Let's compare how Bitcoin works with something like the price of cars: if there's a huge increase in demand for cars, there would initially be a shortage of cars, and the price would temporarily shoot up. However, the car producers can react by manufacturing many more cars. Once this new supply of cars is available, the price will come back down. Now imagine what would happen if the new supply of cars was strictly limited: only 1,000 new cars could be created each year. There simply wouldn't be enough cars to go around to all the people who wanted cars, so the price would go up (and not come back down). What if we go even further and cut the annual supply of new cars in half, so that now only 500 new cars could be created each year? It may lead to a mania in the price of cars as people start to realize that owning a car is becoming increasingly difficult.
This upward price mania is effectively what has happened to Bitcoin in 2012-2013, 2016-2017, and thus far in 2020-2021. The supply of Bitcoin stays constant for a 4 year period. Then, all of a sudden it is cut in half.
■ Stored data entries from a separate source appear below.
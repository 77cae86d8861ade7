//! The forest: roots, their face-adjacency wiring, and the cell/oct
//! arenas that back every other module (spec.md §3's Lifecycle section;
//! §9 Design Notes on arena ownership).
//!
//! Grounded on `tamra/includes/core/Tree.h` and `includes/core/RootCellEntry.h`
//! for the root/neighbor-table shape, and on CLAM's `Tree` (owns the
//! structure, exposes builder-style construction) for the overall feel.

use crate::constants::MAX_LEVEL_BOUND;
use crate::core::cell::CellRef;
use crate::core::direction::DirectionTable;
use crate::core::indicator::Indicator;
use crate::core::oct::OctRef;
use crate::payload::CellPayload;

/// Per-axis child counts. A `0` means that axis does not exist for this
/// forest (so `Dims::new(2, 2, 0)` is a 2-D forest with 2x2 children per
/// oct); at least one axis must be present.
#[derive(Debug, Clone, Copy, PartialEq, Eq)]
pub struct Dims {
    pub nx: usize,
    pub ny: usize,
    pub nz: usize,
}

impl Dims {
    pub fn new(nx: usize, ny: usize, nz: usize) -> Self {
        assert!(nx > 0 || ny > 0 || nz > 0, "a forest needs at least one present axis");
        Dims { nx, ny, nz }
    }

    /// Sizes of the present (non-zero) axes, in x/y/z order.
    pub fn axis_sizes(&self) -> Vec<usize> {
        [self.nx, self.ny, self.nz].into_iter().filter(|&n| n > 0).collect()
    }

    pub fn number_dimensions(&self) -> usize {
        self.axis_sizes().len()
    }
}

pub(crate) struct CellSlot<P> {
    pub(crate) parent_oct: Option<OctRef>,
    /// This cell's position among its oct's children, `None` for roots.
    pub(crate) sibling: Option<usize>,
    pub(crate) child_oct: Option<OctRef>,
    pub(crate) indicator: Indicator,
    pub(crate) payload: Option<P>,
    pub(crate) level: u32,
    /// `Some(i)` iff this cell is the root cell of `roots[i]`.
    pub(crate) root_index: Option<usize>,
}

pub(crate) struct OctSlot {
    pub(crate) parent_cell: CellRef,
    pub(crate) level: u32,
    /// One direct-neighbor cell per face direction, at the oct's parent
    /// level or coarser (see `core::cell::Forest::get_neighbor_cell`).
    pub(crate) neighbors: Vec<Option<CellRef>>,
    /// Children in canonical sibling-index order.
    pub(crate) children: Vec<CellRef>,
}

/// A root cell plus its face-adjacency wiring, as supplied by the
/// application (spec.md §6, "Forest construction surface").
#[derive(Debug, Clone)]
pub struct RootEntry {
    pub cell: CellRef,
    /// One entry per face direction (`2 * number_dimensions`); `None` is
    /// a domain boundary.
    pub neighbors: Vec<Option<CellRef>>,
}

/// Owns every cell and oct ever created for one mesh, plus the roots and
/// the per-forest direction tables.
pub struct Forest<P: CellPayload> {
    dims: Dims,
    max_level: u32,
    direction_table: DirectionTable,
    pub(crate) cells: Vec<CellSlot<P>>,
    pub(crate) octs: Vec<OctSlot>,
    roots: Vec<RootEntry>,
}

impl<P: CellPayload> Forest<P> {
    pub fn new(dims: Dims, max_level: u32) -> Self {
        assert!(max_level >= 1, "max_level must allow at least one split");
        assert!(max_level <= MAX_LEVEL_BOUND, "max_level {max_level} exceeds MAX_LEVEL_BOUND ({MAX_LEVEL_BOUND})");
        Forest { direction_table: DirectionTable::new(dims), dims, max_level, cells: Vec::new(), octs: Vec::new(), roots: Vec::new() }
    }

    /// Adds one root cell with a default payload and no neighbor wiring;
    /// wire its neighbors afterwards with
    /// [`Forest::set_root_neighbor`]. Returns the new root's index and
    /// cell reference.
    pub fn add_root(&mut self) -> (usize, CellRef) {
        let root_index = self.roots.len();
        let cell_ref = CellRef(self.cells.len() as u32);
        self.cells.push(CellSlot {
            parent_oct: None,
            sibling: None,
            child_oct: None,
            indicator: Indicator::default(),
            payload: Some(P::default()),
            level: 0,
            root_index: Some(root_index),
        });
        let n_faces = self.direction_table.number_of_face_directions();
        self.roots.push(RootEntry { cell: cell_ref, neighbors: vec![None; n_faces] });
        (root_index, cell_ref)
    }

    /// Wires `root_index`'s face-neighbor in direction `dir` to
    /// `neighbor`. Root wiring is symmetric only if the caller wires
    /// both sides; the forest does not infer the opposite direction.
    pub fn set_root_neighbor(&mut self, root_index: usize, dir: usize, neighbor: Option<CellRef>) {
        assert!(dir < self.direction_table.number_of_face_directions(), "direction {dir} is not a face direction");
        self.roots[root_index].neighbors[dir] = neighbor;
    }

    pub fn dims(&self) -> Dims {
        self.dims
    }

    pub fn max_level(&self) -> u32 {
        self.max_level
    }

    pub fn direction_table(&self) -> &DirectionTable {
        &self.direction_table
    }

    pub fn roots(&self) -> &[RootEntry] {
        &self.roots
    }

    pub fn number_of_roots(&self) -> usize {
        self.roots.len()
    }

    pub fn level(&self, cell: CellRef) -> u32 {
        self.cells[cell.index()].level
    }

    pub fn is_leaf(&self, cell: CellRef) -> bool {
        self.cells[cell.index()].child_oct.is_none()
    }

    pub fn is_root(&self, cell: CellRef) -> bool {
        self.cells[cell.index()].root_index.is_some()
    }

    pub fn root_index_of(&self, cell: CellRef) -> Option<usize> {
        self.cells[cell.index()].root_index
    }

    pub fn indicator(&self, cell: CellRef) -> Indicator {
        self.cells[cell.index()].indicator
    }

    pub fn indicator_mut(&mut self, cell: CellRef) -> &mut Indicator {
        &mut self.cells[cell.index()].indicator
    }

    pub fn payload(&self, cell: CellRef) -> Option<&P> {
        self.cells[cell.index()].payload.as_ref()
    }

    pub fn set_payload(&mut self, cell: CellRef, payload: P) {
        self.cells[cell.index()].payload = Some(payload);
    }

    pub fn parent_oct(&self, cell: CellRef) -> Option<OctRef> {
        self.cells[cell.index()].parent_oct
    }

    pub fn child_oct(&self, cell: CellRef) -> Option<OctRef> {
        self.cells[cell.index()].child_oct
    }

    pub fn sibling_of(&self, cell: CellRef) -> Option<usize> {
        self.cells[cell.index()].sibling
    }

    pub fn children_of(&self, oct: OctRef) -> &[CellRef] {
        &self.octs[oct.index()].children
    }

    pub fn oct_level(&self, oct: OctRef) -> u32 {
        self.octs[oct.index()].level
    }

    pub fn oct_parent_cell(&self, oct: OctRef) -> CellRef {
        self.octs[oct.index()].parent_cell
    }

    /// Every leaf currently in the forest, in arena order (not SFC
    /// order — use [`crate::core::sfc::iterator::ForestIterator`] for
    /// that).
    pub fn all_leaves(&self) -> impl Iterator<Item = CellRef> + '_ {
        (0..self.cells.len()).map(|i| CellRef(i as u32)).filter(move |&c| self.is_leaf(c))
    }

    pub fn leaf_count(&self) -> usize {
        self.all_leaves().count()
    }

    /// Every cell currently in the forest (leaves and interior), in
    /// arena order.
    pub fn all_cells(&self) -> impl Iterator<Item = CellRef> + '_ {
        (0..self.cells.len()).map(|i| CellRef(i as u32))
    }
}

#[cfg(test)]
mod tests {
    use super::*;
    use crate::payload::Scalar;

    #[test]
    fn add_root_creates_a_leaf_at_level_zero() {
        let mut forest: Forest<Scalar> = Forest::new(Dims::new(2, 2, 0), 4);
        let (idx, root) = forest.add_root();
        assert_eq!(idx, 0);
        assert_eq!(forest.level(root), 0);
        assert!(forest.is_leaf(root));
        assert!(forest.is_root(root));
    }

    #[test]
    fn root_neighbor_wiring_round_trips() {
        let mut forest: Forest<Scalar> = Forest::new(Dims::new(2, 0, 0), 4);
        let (_, a) = forest.add_root();
        let (_, b) = forest.add_root();
        forest.set_root_neighbor(0, 0, Some(b));
        forest.set_root_neighbor(1, 1, Some(a));
        assert_eq!(forest.roots()[0].neighbors[0], Some(b));
        assert_eq!(forest.roots()[1].neighbors[1], Some(a));
    }
}
/// A cursor over one forest's leaves in SFC order, generic over the
/// curve `C` (spec.md: "Two iterators with identical public behavior").
#[derive(Debug, Clone)]
pub struct ForestIterator<C: SpaceFillingCurve> {
    sfc: C,
    cell_id_manager: CellIdManager,
    state: IterState,
    /// `[root_index, order_1, .., order_L]`.
    order_path: OrderPath,
    /// Sibling numbers for levels `1..=L` (`index_path.len() ==
    /// order_path.len() - 1`).
    index_path: Vec<usize>,
    /// One orientation per path entry, `orientations[0]` is the root's.
    orientations: Vec<C::Orientation>,
    current_cell: Option<CellRef>,
}
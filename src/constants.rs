//! Shared numeric limits.
//!
//! Mirrors `clam`'s bare `constants` module (a handful of named
//! constants, no logic).

/// Deepest level a `CellId` path can reach. Bounded in practice (see
/// spec.md §9, "the depth is bounded by `max_level` (≤ ~20 in
/// practice)"); used to size the bit-stacked encoding's level field.
pub const MAX_LEVEL_BOUND: u32 = 62;

/// Default threshold for `Balance::is_load_balancing_needed`: the
/// maximum fraction, of the total load, that any rank's cumulative
/// prefix may deviate from its ideal `(p+1)/n_proc` share before a
/// rebalance is triggered.
pub const DEFAULT_MAX_PCT_UNBALANCE: f64 = 0.05;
The impact is small at first, but as more and more people learn about Bitcoin, there are an increasing number of buyers chasing a decreasing amount of new supply. We are beginning to see this play out for the third time in Bitcoin's existence.
The exponential growth of Bitcoin's price is a bit hard to grasp for those who are new to the space, so let's see what it looks like with charts. Here's a chart of Bitcoin from 2010 to 2014 - I've circled the exponential growth phase in red:
And here's another chart showing Bitcoin's price from 2010-2018. Notice how the exponential price increase from 2013 (circled in red) now looks insignificant. The 2017 exponential growth phase is circled in blue.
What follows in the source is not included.